• [Your assignment]: All of the data must be output without alteration.

• [Given entries]:
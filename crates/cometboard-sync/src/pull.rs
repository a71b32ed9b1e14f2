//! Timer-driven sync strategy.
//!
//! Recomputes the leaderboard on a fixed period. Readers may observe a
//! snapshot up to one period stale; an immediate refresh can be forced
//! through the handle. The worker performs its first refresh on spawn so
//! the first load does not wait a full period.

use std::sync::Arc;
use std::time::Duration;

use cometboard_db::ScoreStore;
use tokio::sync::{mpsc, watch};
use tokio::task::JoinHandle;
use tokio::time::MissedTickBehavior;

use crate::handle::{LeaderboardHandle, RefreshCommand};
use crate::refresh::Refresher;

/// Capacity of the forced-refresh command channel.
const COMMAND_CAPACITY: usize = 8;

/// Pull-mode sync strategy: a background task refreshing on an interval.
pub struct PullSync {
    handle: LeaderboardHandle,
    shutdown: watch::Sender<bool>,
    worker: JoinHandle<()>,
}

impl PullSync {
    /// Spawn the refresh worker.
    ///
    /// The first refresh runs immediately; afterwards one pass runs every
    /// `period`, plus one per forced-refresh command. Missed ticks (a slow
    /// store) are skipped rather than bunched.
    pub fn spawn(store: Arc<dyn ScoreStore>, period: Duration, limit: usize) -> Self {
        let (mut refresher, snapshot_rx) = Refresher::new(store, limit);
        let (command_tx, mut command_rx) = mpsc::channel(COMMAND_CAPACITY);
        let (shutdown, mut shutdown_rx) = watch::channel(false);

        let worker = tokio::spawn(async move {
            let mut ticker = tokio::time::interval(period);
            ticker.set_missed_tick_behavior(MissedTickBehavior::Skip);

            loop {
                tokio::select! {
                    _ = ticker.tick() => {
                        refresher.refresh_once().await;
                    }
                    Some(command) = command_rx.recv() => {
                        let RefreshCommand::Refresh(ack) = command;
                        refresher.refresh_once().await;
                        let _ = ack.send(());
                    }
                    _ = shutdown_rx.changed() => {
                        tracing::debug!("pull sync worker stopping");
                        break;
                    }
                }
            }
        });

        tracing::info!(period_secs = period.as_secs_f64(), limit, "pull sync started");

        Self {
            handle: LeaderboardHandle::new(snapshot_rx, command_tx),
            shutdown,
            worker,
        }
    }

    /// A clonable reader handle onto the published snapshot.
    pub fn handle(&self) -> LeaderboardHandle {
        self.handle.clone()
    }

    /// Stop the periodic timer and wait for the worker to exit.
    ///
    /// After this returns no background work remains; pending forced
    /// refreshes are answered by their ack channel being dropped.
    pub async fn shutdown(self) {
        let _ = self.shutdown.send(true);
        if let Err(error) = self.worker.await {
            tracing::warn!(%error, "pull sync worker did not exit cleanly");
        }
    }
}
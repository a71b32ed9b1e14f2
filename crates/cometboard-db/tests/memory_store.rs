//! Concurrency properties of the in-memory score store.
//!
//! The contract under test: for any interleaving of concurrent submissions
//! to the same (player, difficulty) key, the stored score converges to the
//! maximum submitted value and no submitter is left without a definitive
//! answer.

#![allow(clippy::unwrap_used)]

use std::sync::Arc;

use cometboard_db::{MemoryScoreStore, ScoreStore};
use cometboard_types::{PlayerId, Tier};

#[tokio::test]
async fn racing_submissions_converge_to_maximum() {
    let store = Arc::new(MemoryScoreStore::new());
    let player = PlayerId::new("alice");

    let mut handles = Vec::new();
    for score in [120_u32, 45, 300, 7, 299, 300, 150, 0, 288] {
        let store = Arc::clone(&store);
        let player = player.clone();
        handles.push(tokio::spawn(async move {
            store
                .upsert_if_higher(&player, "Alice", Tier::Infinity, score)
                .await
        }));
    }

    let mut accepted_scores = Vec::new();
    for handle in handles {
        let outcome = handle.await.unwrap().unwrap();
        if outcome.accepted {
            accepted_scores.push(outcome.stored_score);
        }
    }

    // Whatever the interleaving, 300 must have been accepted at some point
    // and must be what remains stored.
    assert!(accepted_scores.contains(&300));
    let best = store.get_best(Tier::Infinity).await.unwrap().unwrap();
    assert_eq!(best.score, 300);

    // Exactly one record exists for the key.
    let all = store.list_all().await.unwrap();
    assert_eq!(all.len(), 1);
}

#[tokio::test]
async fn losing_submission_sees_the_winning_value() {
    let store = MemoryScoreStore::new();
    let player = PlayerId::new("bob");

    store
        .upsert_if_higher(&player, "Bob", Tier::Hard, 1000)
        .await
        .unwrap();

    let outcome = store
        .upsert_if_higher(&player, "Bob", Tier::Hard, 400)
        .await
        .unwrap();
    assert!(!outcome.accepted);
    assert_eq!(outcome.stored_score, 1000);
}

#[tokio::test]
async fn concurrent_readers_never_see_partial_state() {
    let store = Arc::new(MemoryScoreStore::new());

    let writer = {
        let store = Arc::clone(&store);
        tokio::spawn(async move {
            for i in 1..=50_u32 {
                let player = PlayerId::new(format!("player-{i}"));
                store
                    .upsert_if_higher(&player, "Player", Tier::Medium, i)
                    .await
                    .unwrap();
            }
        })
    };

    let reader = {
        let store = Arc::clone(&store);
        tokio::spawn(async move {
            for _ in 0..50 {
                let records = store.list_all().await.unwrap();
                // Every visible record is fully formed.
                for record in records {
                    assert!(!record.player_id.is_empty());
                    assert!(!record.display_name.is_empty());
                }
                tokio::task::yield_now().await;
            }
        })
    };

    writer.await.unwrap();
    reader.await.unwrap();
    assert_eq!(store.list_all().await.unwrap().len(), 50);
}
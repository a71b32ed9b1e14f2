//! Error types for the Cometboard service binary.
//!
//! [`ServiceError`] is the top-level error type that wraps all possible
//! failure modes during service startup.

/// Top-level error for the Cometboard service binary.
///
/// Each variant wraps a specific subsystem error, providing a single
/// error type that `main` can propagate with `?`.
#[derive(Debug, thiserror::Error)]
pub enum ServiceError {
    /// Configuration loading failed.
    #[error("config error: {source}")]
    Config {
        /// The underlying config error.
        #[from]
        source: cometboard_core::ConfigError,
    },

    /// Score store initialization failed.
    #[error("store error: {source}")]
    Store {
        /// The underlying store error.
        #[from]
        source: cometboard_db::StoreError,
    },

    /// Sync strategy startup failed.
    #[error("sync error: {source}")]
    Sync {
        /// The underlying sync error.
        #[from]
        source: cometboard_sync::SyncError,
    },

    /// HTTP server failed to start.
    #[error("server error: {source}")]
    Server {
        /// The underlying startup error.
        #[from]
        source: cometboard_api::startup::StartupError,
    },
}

• [Completed exercise]:
filename crates/cometboard-sync/src/pull.rs
repository a71b32ed9b1e14f2
//! Timer-driven sync strategy.
//!
//! Recomputes the leaderboard on a fixed period. Readers may observe a
//! snapshot up to one period stale; an immediate refresh can be forced
//! through the handle. The worker performs its first refresh on spawn so
//! the first load does not wait a full period.

use std::sync::Arc;
use std::time::Duration;

use cometboard_db::ScoreStore;
use tokio::sync::{mpsc, watch};
use tokio::task::JoinHandle;
use tokio::time::MissedTickBehavior;

use crate::handle::{LeaderboardHandle, RefreshCommand};
use crate::refresh::Refresher;

/// Capacity of the forced-refresh command channel.
const COMMAND_CAPACITY: usize = 8;

/// Pull-mode sync strategy: a background task refreshing on an interval.
pub struct PullSync {
    handle: LeaderboardHandle,
    shutdown: watch::Sender<bool>,
    worker: JoinHandle<()>,
}

impl PullSync {
    /// Spawn the refresh worker.
    ///
    /// The first refresh runs immediately; afterwards one pass runs every
    /// `period`, plus one per forced-refresh command. Missed ticks (a slow
    /// store) are skipped rather than bunched.
    pub fn spawn(store: Arc<dyn ScoreStore>, period: Duration, limit: usize) -> Self {
        let (mut refresher, snapshot_rx) = Refresher::new(store, limit);
        let (command_tx, mut command_rx) = mpsc::channel(COMMAND_CAPACITY);
        let (shutdown, mut shutdown_rx) = watch::channel(false);

        let worker = tokio::spawn(async move {
            let mut ticker = tokio::time::interval(period);
            ticker.set_missed_tick_behavior(MissedTickBehavior::Skip);

            loop {
                tokio::select! {
                    _ = ticker.tick() => {
                        refresher.refresh_once().await;
                    }
                    Some(command) = command_rx.recv() => {
                        let RefreshCommand::Refresh(ack) = command;
                        refresher.refresh_once().await;
                        let _ = ack.send(());
                    }
                    _ = shutdown_rx.changed() => {
                        tracing::debug!("pull sync worker stopping");
                        break;
                    }
                }
            }
        });

        tracing::info!(period_secs = period.as_secs_f64(), limit, "pull sync started");

        Self {
            handle: LeaderboardHandle::new(snapshot_rx, command_tx),
            shutdown,
            worker,
        }
    }

    /// A clonable reader handle onto the published snapshot.
    pub fn handle(&self) -> LeaderboardHandle {
        self.handle.clone()
    }

    /// Stop the periodic timer and wait for the worker to exit.
    ///
    /// After this returns no background work remains; pending forced
    /// refreshes are answered by their ack channel being dropped.
    pub async fn shutdown(self) {
        let _ = self.shutdown.send(true);
        if let Err(error) = self.worker.await {
            tracing::warn!(%error, "pull sync worker did not exit cleanly");
        }
    }
}
repository a71b32ed9b1e14f2
filename crates/cometboard-db/tests/memory_store.rs
//! Concurrency properties of the in-memory score store.
//!
//! The contract under test: for any interleaving of concurrent submissions
//! to the same (player, difficulty) key, the stored score converges to the
//! maximum submitted value and no submitter is left without a definitive
//! answer.

#![allow(clippy::unwrap_used)]

use std::sync::Arc;

use cometboard_db::{MemoryScoreStore, ScoreStore};
use cometboard_types::{PlayerId, Tier};

#[tokio::test]
async fn racing_submissions_converge_to_maximum() {
    let store = Arc::new(MemoryScoreStore::new());
    let player = PlayerId::new("alice");

    let mut handles = Vec::new();
    for score in [120_u32, 45, 300, 7, 299, 300, 150, 0, 288] {
        let store = Arc::clone(&store);
        let player = player.clone();
        handles.push(tokio::spawn(async move {
            store
                .upsert_if_higher(&player, "Alice", Tier::Infinity, score)
                .await
        }));
    }

    let mut accepted_scores = Vec::new();
    for handle in handles {
        let outcome = handle.await.unwrap().unwrap();
        if outcome.accepted {
            accepted_scores.push(outcome.stored_score);
        }
    }

    // Whatever the interleaving, 300 must have been accepted at some point
    // and must be what remains stored.
    assert!(accepted_scores.contains(&300));
    let best = store.get_best(Tier::Infinity).await.unwrap().unwrap();
    assert_eq!(best.score, 300);

    // Exactly one record exists for the key.
    let all = store.list_all().await.unwrap();
    assert_eq!(all.len(), 1);
}

#[tokio::test]
async fn losing_submission_sees_the_winning_value() {
    let store = MemoryScoreStore::new();
    let player = PlayerId::new("bob");

    store
        .upsert_if_higher(&player, "Bob", Tier::Hard, 1000)
        .await
        .unwrap();

    let outcome = store
        .upsert_if_higher(&player, "Bob", Tier::Hard, 400)
        .await
        .unwrap();
    assert!(!outcome.accepted);
    assert_eq!(outcome.stored_score, 1000);
}

#[tokio::test]
async fn concurrent_readers_never_see_partial_state() {
    let store = Arc::new(MemoryScoreStore::new());

    let writer = {
        let store = Arc::clone(&store);
        tokio::spawn(async move {
            for i in 1..=50_u32 {
                let player = PlayerId::new(format!("player-{i}"));
                store
                    .upsert_if_higher(&player, "Player", Tier::Medium, i)
                    .await
                    .unwrap();
            }
        })
    };

    let reader = {
        let store = Arc::clone(&store);
        tokio::spawn(async move {
            for _ in 0..50 {
                let records = store.list_all().await.unwrap();
                // Every visible record is fully formed.
                for record in records {
                    assert!(!record.player_id.is_empty());
                    assert!(!record.display_name.is_empty());
                }
                tokio::task::yield_now().await;
            }
        })
    };

    writer.await.unwrap();
    reader.await.unwrap();
    assert_eq!(store.list_all().await.unwrap().len(), 50);
}
repository a71b32ed9b1e14f2
//! Error types for the Cometboard service binary.
//!
//! [`ServiceError`] is the top-level error type that wraps all possible
//! failure modes during service startup.

/// Top-level error for the Cometboard service binary.
///
/// Each variant wraps a specific subsystem error, providing a single
/// error type that `main` can propagate with `?`.
#[derive(Debug, thiserror::Error)]
pub enum ServiceError {
    /// Configuration loading failed.
    #[error("config error: {source}")]
    Config {
        /// The underlying config error.
        #[from]
        source: cometboard_core::ConfigError,
    },

    /// Score store initialization failed.
    #[error("store error: {source}")]
    Store {
        /// The underlying store error.
        #[from]
        source: cometboard_db::StoreError,
    },

    /// Sync strategy startup failed.
    #[error("sync error: {source}")]
    Sync {
        /// The underlying sync error.
        #[from]
        source: cometboard_sync::SyncError,
    },

    /// HTTP server failed to start.
    #[error("server error: {source}")]
    Server {
        /// The underlying startup error.
        #[from]
        source: cometboard_api::startup::StartupError,
    },
}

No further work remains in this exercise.